Description of the task
A faithful copy of the listing below is required.

Dataset excerpt
Content starts
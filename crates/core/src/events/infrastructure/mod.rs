pub mod json_lines_event_sink;
pub mod snapshot_writer;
Content ends
Your solution
filename crates/core/src/events/infrastructure/mod.rs
pub mod json_lines_event_sink;
pub mod snapshot_writer;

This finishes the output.